Collected data entries:
▼
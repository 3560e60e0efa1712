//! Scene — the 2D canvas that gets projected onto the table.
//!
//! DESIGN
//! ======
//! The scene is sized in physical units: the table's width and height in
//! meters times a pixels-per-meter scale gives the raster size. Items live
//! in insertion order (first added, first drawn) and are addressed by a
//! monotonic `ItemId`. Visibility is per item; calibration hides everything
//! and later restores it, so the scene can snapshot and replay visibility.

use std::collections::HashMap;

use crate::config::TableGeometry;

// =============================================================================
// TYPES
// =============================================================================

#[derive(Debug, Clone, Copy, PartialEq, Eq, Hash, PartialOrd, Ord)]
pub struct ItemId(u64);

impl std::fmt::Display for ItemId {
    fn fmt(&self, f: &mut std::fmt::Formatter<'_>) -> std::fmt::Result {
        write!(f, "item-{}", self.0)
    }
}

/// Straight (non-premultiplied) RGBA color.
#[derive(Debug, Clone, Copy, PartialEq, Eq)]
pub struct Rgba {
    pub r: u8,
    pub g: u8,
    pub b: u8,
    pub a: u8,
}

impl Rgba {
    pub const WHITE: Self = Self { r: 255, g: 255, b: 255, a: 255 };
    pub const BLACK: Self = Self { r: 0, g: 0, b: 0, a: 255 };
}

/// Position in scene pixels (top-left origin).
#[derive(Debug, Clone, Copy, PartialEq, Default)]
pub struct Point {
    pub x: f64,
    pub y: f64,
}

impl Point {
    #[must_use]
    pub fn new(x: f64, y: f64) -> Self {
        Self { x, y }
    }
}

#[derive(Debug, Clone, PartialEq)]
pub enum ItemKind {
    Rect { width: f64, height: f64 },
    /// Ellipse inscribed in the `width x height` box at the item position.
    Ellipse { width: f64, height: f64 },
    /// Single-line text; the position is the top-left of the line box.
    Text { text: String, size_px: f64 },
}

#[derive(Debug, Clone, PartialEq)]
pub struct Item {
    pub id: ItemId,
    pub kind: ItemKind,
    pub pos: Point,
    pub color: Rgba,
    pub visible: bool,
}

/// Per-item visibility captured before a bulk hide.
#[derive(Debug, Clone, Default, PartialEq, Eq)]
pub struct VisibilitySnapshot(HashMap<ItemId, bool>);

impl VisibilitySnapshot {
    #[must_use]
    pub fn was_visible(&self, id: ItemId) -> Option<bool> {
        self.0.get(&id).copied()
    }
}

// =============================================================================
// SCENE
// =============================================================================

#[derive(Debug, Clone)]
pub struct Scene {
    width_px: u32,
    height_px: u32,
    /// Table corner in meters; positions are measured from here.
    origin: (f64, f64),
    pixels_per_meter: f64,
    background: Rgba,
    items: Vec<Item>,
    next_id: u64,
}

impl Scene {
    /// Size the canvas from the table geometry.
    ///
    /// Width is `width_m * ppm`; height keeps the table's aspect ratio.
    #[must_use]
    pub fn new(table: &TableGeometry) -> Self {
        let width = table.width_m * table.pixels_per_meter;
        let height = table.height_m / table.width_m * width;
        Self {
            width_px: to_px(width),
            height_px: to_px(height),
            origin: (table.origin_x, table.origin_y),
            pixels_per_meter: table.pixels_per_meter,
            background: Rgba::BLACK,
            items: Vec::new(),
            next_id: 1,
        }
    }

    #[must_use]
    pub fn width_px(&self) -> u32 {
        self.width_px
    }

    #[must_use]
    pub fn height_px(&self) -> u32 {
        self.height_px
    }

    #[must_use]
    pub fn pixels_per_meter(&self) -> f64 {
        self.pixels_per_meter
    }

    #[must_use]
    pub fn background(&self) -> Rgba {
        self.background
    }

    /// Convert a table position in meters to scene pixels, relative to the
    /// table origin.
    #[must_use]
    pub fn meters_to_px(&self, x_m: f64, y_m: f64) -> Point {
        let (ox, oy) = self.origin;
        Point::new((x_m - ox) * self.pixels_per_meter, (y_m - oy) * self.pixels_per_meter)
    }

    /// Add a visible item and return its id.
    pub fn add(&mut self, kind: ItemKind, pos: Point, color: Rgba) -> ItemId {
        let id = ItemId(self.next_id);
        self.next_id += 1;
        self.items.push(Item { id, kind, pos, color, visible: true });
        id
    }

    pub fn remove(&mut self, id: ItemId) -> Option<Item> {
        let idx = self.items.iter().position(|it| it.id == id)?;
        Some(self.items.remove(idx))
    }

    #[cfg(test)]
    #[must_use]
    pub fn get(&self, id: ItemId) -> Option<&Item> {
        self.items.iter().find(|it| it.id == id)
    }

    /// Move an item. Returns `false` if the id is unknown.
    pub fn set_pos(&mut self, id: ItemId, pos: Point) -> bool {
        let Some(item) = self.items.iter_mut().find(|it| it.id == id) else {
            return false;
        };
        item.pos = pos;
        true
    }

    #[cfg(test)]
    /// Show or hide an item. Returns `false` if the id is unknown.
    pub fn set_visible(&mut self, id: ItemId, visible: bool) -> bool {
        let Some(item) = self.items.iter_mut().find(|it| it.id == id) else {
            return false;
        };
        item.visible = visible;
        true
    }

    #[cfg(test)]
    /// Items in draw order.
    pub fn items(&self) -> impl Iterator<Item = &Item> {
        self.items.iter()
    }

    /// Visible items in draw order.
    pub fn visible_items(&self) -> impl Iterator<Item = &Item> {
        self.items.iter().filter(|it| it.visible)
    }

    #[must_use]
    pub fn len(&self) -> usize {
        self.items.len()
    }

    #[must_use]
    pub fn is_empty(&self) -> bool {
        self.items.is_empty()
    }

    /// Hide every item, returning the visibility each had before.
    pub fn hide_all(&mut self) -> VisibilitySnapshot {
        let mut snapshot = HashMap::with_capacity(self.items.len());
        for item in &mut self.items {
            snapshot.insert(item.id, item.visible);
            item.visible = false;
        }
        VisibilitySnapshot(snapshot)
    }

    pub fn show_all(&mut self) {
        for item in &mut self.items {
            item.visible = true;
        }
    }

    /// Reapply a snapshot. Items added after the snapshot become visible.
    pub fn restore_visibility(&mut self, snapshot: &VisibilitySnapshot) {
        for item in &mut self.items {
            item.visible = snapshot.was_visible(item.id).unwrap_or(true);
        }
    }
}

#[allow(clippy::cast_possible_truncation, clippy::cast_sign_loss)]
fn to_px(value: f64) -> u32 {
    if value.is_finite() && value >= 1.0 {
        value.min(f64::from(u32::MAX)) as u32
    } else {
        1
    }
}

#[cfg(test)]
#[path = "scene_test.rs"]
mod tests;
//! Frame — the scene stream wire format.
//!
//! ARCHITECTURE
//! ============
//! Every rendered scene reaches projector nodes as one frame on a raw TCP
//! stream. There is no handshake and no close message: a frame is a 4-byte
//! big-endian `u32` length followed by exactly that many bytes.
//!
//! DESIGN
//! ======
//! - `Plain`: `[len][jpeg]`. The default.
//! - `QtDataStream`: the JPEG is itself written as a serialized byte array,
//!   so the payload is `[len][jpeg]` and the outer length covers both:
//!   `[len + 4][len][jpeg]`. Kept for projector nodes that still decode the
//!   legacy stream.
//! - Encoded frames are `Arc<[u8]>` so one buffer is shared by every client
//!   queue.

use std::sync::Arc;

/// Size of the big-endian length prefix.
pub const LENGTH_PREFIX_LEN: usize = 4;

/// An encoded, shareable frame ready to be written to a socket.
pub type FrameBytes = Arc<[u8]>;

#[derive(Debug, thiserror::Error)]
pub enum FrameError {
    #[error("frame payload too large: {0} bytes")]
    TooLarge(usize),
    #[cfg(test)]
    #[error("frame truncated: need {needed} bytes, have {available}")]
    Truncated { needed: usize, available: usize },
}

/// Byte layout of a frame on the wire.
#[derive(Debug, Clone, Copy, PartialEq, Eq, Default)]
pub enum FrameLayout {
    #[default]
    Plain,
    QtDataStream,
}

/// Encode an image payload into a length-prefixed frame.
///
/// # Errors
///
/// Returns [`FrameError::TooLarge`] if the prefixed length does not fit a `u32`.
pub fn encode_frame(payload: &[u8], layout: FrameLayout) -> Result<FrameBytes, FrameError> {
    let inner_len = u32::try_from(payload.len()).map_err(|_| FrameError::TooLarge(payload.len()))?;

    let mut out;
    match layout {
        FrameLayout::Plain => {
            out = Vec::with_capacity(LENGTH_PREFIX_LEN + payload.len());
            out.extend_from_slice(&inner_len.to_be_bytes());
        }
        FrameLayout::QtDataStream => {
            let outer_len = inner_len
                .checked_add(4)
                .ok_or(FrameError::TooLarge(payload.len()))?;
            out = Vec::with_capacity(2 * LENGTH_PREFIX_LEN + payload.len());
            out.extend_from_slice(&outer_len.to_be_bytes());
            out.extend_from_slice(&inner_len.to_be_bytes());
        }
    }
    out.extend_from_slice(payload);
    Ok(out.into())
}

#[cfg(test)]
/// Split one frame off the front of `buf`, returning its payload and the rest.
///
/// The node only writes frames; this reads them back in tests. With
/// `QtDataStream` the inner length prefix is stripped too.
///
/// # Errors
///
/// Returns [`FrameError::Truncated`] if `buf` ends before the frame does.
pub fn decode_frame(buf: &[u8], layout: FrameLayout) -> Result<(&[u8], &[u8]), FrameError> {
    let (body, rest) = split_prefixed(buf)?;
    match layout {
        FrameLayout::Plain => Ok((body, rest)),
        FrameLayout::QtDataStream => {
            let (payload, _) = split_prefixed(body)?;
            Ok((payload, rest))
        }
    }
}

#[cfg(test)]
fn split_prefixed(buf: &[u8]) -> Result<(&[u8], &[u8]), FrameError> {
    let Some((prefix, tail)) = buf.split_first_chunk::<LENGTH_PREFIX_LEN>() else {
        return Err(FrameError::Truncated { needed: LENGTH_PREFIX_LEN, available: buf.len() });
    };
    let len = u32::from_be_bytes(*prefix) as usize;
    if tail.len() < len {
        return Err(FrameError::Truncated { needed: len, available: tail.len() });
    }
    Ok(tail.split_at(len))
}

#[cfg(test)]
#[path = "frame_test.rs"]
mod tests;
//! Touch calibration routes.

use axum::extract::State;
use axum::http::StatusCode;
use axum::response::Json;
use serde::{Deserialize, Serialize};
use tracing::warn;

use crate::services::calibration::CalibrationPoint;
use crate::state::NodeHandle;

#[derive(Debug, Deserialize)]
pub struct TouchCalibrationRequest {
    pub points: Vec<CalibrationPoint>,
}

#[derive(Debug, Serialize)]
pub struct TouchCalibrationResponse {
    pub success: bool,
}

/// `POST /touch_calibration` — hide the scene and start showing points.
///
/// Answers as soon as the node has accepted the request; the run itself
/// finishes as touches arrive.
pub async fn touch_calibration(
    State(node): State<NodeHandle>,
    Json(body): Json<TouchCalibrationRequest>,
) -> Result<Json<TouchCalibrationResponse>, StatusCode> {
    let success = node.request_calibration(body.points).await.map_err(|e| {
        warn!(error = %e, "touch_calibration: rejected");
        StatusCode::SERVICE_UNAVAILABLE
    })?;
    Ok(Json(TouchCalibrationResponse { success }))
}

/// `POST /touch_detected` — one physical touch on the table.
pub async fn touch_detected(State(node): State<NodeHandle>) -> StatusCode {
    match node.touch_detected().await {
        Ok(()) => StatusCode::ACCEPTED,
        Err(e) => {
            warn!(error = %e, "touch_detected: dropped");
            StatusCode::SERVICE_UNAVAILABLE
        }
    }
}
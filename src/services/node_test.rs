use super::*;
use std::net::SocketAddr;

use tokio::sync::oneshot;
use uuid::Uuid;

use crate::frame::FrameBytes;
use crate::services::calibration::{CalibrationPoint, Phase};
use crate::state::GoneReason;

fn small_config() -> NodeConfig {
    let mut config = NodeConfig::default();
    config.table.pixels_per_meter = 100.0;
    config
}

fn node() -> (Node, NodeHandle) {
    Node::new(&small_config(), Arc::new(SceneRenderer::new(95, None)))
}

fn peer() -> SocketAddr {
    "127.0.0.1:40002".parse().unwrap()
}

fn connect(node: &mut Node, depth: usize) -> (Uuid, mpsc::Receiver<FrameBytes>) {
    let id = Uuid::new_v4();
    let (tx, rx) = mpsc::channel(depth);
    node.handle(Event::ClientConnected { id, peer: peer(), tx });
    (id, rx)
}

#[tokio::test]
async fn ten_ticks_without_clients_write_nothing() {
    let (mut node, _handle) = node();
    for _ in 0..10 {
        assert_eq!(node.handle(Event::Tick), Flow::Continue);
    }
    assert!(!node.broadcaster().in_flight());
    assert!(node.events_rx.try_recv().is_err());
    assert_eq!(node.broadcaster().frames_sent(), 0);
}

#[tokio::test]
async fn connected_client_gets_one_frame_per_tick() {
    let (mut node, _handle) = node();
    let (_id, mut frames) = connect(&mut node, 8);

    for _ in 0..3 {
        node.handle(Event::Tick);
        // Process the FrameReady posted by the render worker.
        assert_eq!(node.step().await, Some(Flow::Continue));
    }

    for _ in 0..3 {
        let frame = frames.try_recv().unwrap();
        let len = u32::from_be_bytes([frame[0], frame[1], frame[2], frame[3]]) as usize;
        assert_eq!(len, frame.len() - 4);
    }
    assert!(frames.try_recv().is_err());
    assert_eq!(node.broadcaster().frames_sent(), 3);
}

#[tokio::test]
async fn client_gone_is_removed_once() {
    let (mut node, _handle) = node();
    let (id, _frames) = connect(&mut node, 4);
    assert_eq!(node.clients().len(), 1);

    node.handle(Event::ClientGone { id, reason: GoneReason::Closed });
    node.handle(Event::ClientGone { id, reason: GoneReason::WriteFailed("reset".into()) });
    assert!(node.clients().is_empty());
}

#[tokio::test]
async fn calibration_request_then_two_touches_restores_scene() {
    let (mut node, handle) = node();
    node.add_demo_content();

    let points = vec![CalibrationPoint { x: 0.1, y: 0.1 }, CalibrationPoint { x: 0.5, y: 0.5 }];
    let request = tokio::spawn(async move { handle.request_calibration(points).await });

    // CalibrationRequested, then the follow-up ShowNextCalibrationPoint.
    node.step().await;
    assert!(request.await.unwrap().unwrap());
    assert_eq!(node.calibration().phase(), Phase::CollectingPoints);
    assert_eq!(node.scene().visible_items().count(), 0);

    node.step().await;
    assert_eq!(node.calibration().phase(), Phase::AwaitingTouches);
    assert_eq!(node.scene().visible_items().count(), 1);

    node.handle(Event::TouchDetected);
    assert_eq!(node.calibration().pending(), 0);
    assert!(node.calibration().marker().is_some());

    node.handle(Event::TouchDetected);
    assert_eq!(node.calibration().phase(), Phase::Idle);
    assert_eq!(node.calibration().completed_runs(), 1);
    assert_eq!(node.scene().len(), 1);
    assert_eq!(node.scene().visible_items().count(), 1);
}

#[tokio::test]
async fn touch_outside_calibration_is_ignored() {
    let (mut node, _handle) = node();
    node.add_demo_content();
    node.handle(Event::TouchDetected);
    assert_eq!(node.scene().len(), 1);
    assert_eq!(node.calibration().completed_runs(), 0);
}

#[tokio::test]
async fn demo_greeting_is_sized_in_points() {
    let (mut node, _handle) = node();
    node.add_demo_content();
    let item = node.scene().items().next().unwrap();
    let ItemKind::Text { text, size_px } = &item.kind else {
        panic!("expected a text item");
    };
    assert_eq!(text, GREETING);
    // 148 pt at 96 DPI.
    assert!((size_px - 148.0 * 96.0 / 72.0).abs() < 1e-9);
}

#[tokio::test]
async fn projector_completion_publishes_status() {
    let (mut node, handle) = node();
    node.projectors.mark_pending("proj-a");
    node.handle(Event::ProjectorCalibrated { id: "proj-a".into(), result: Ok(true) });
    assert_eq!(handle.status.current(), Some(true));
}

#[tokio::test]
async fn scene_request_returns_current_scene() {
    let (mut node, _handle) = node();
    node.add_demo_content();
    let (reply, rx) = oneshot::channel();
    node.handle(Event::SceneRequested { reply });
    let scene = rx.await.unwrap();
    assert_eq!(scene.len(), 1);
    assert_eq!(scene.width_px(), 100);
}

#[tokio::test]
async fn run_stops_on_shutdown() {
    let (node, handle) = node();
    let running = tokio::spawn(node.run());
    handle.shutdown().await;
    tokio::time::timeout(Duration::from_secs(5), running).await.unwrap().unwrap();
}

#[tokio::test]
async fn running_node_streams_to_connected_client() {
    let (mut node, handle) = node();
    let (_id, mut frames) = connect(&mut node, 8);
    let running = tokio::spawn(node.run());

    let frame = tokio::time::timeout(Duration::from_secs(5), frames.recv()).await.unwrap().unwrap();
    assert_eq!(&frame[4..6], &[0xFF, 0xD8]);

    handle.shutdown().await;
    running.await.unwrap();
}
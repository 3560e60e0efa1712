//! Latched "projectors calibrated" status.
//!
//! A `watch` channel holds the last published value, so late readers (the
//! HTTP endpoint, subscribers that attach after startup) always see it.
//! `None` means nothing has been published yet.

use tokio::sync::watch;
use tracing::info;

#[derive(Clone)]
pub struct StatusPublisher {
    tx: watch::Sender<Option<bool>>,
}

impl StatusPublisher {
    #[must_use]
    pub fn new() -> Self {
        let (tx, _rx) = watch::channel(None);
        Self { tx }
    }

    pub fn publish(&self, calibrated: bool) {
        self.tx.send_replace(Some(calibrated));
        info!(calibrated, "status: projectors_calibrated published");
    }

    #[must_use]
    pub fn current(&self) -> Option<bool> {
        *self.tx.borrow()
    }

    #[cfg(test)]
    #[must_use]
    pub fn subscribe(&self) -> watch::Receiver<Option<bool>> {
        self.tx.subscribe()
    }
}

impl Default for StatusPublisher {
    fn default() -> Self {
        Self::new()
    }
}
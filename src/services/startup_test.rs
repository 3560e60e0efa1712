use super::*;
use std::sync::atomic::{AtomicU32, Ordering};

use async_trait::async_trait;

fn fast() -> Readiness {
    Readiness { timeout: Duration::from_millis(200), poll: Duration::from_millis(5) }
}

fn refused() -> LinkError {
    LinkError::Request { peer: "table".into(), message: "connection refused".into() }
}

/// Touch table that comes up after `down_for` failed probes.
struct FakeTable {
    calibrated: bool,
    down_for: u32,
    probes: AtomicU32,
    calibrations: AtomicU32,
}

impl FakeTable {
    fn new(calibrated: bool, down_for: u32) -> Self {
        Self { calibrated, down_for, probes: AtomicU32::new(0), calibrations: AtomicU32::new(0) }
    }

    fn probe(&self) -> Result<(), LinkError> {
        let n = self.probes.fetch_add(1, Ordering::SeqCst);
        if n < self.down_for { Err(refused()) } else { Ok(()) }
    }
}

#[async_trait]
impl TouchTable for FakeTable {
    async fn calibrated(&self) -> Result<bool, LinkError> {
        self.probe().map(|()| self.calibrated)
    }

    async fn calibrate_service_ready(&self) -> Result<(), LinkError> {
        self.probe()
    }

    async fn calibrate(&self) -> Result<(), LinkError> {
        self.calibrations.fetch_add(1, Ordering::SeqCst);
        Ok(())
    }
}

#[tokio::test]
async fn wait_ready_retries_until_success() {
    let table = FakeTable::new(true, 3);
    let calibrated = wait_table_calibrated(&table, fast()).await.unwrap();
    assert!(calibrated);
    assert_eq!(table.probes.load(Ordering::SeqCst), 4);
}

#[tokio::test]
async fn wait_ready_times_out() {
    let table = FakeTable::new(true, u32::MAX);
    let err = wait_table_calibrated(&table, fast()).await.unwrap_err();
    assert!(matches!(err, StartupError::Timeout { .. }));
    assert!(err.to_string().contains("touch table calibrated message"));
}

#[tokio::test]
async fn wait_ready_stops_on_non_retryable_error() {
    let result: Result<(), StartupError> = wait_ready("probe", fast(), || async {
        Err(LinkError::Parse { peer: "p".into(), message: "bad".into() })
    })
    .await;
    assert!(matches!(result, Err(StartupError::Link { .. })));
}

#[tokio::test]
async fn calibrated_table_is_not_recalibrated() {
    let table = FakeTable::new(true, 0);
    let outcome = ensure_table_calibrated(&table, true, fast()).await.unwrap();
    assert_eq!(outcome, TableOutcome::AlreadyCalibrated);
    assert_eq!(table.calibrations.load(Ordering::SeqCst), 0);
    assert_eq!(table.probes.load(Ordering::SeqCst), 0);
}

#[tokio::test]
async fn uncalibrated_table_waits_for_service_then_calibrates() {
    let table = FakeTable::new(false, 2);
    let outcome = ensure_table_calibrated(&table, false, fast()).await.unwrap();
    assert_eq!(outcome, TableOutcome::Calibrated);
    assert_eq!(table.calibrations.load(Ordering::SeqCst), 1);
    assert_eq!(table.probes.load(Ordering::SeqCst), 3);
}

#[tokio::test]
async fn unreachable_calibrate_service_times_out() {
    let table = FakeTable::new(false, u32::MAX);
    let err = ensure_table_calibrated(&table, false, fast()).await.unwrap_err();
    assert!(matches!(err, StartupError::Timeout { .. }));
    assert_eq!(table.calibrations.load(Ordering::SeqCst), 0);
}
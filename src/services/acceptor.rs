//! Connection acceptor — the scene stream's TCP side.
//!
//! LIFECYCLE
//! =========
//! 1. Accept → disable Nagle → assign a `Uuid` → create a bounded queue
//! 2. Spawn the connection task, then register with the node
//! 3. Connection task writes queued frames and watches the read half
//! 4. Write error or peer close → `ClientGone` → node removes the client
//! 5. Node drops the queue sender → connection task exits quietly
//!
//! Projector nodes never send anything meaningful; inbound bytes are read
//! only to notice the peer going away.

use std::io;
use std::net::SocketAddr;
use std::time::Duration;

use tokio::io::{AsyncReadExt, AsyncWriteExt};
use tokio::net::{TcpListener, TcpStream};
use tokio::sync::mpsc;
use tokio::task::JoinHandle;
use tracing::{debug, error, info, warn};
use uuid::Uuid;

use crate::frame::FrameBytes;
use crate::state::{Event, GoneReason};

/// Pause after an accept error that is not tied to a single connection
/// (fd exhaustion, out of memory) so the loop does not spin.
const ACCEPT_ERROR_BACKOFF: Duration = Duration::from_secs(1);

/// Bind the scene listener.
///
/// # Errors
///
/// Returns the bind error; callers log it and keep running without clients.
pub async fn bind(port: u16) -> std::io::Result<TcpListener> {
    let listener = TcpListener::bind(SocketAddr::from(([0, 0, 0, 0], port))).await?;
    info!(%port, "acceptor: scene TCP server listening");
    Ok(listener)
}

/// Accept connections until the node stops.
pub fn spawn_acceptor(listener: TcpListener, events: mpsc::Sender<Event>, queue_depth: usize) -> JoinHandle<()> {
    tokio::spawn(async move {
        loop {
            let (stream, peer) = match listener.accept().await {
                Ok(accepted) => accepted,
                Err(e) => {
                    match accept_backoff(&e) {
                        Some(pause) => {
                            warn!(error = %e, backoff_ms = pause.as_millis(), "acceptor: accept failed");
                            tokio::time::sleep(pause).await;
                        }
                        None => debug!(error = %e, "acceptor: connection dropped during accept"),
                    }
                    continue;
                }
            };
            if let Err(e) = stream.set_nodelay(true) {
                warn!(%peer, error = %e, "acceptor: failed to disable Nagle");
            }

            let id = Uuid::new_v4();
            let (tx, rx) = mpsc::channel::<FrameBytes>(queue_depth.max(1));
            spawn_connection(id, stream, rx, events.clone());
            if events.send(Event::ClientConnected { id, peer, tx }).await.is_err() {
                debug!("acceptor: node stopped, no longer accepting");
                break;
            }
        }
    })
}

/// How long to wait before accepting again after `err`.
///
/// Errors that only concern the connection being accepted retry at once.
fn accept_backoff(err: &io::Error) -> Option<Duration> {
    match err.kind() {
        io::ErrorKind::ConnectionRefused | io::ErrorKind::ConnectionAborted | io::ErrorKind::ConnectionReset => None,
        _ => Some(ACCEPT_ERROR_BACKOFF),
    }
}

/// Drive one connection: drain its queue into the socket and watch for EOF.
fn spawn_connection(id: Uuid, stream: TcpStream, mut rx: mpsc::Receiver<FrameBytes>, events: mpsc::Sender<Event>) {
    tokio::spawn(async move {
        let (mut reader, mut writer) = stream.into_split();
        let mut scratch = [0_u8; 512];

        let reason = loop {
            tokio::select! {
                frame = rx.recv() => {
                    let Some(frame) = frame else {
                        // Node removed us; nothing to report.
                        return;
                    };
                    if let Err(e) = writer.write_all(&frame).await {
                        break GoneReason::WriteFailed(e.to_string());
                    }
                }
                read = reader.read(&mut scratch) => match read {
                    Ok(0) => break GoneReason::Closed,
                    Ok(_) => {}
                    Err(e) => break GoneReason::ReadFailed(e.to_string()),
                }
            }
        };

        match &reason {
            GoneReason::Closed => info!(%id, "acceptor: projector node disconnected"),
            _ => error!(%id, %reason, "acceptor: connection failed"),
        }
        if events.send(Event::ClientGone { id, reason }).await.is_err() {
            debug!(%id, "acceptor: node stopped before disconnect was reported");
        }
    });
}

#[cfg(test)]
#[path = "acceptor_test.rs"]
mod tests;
▲
Both end lines included, restate word for word the lines above from the line with "assert_eq!(node.step().await, Some(Flow::Continue));" to the line with "async fn calibration_request_then_two_touches_restores_scene()", and nothing else.

        assert_eq!(node.step().await, Some(Flow::Continue));
    }

    for _ in 0..3 {
        let frame = frames.try_recv().unwrap();
        let len = u32::from_be_bytes([frame[0], frame[1], frame[2], frame[3]]) as usize;
        assert_eq!(len, frame.len() - 4);
    }
    assert!(frames.try_recv().is_err());
    assert_eq!(node.broadcaster().frames_sent(), 3);
}

#[tokio::test]
async fn client_gone_is_removed_once() {
    let (mut node, _handle) = node();
    let (id, _frames) = connect(&mut node, 4);
    assert_eq!(node.clients().len(), 1);

    node.handle(Event::ClientGone { id, reason: GoneReason::Closed });
    node.handle(Event::ClientGone { id, reason: GoneReason::WriteFailed("reset".into()) });
    assert!(node.clients().is_empty());
}

#[tokio::test]
async fn calibration_request_then_two_touches_restores_scene() {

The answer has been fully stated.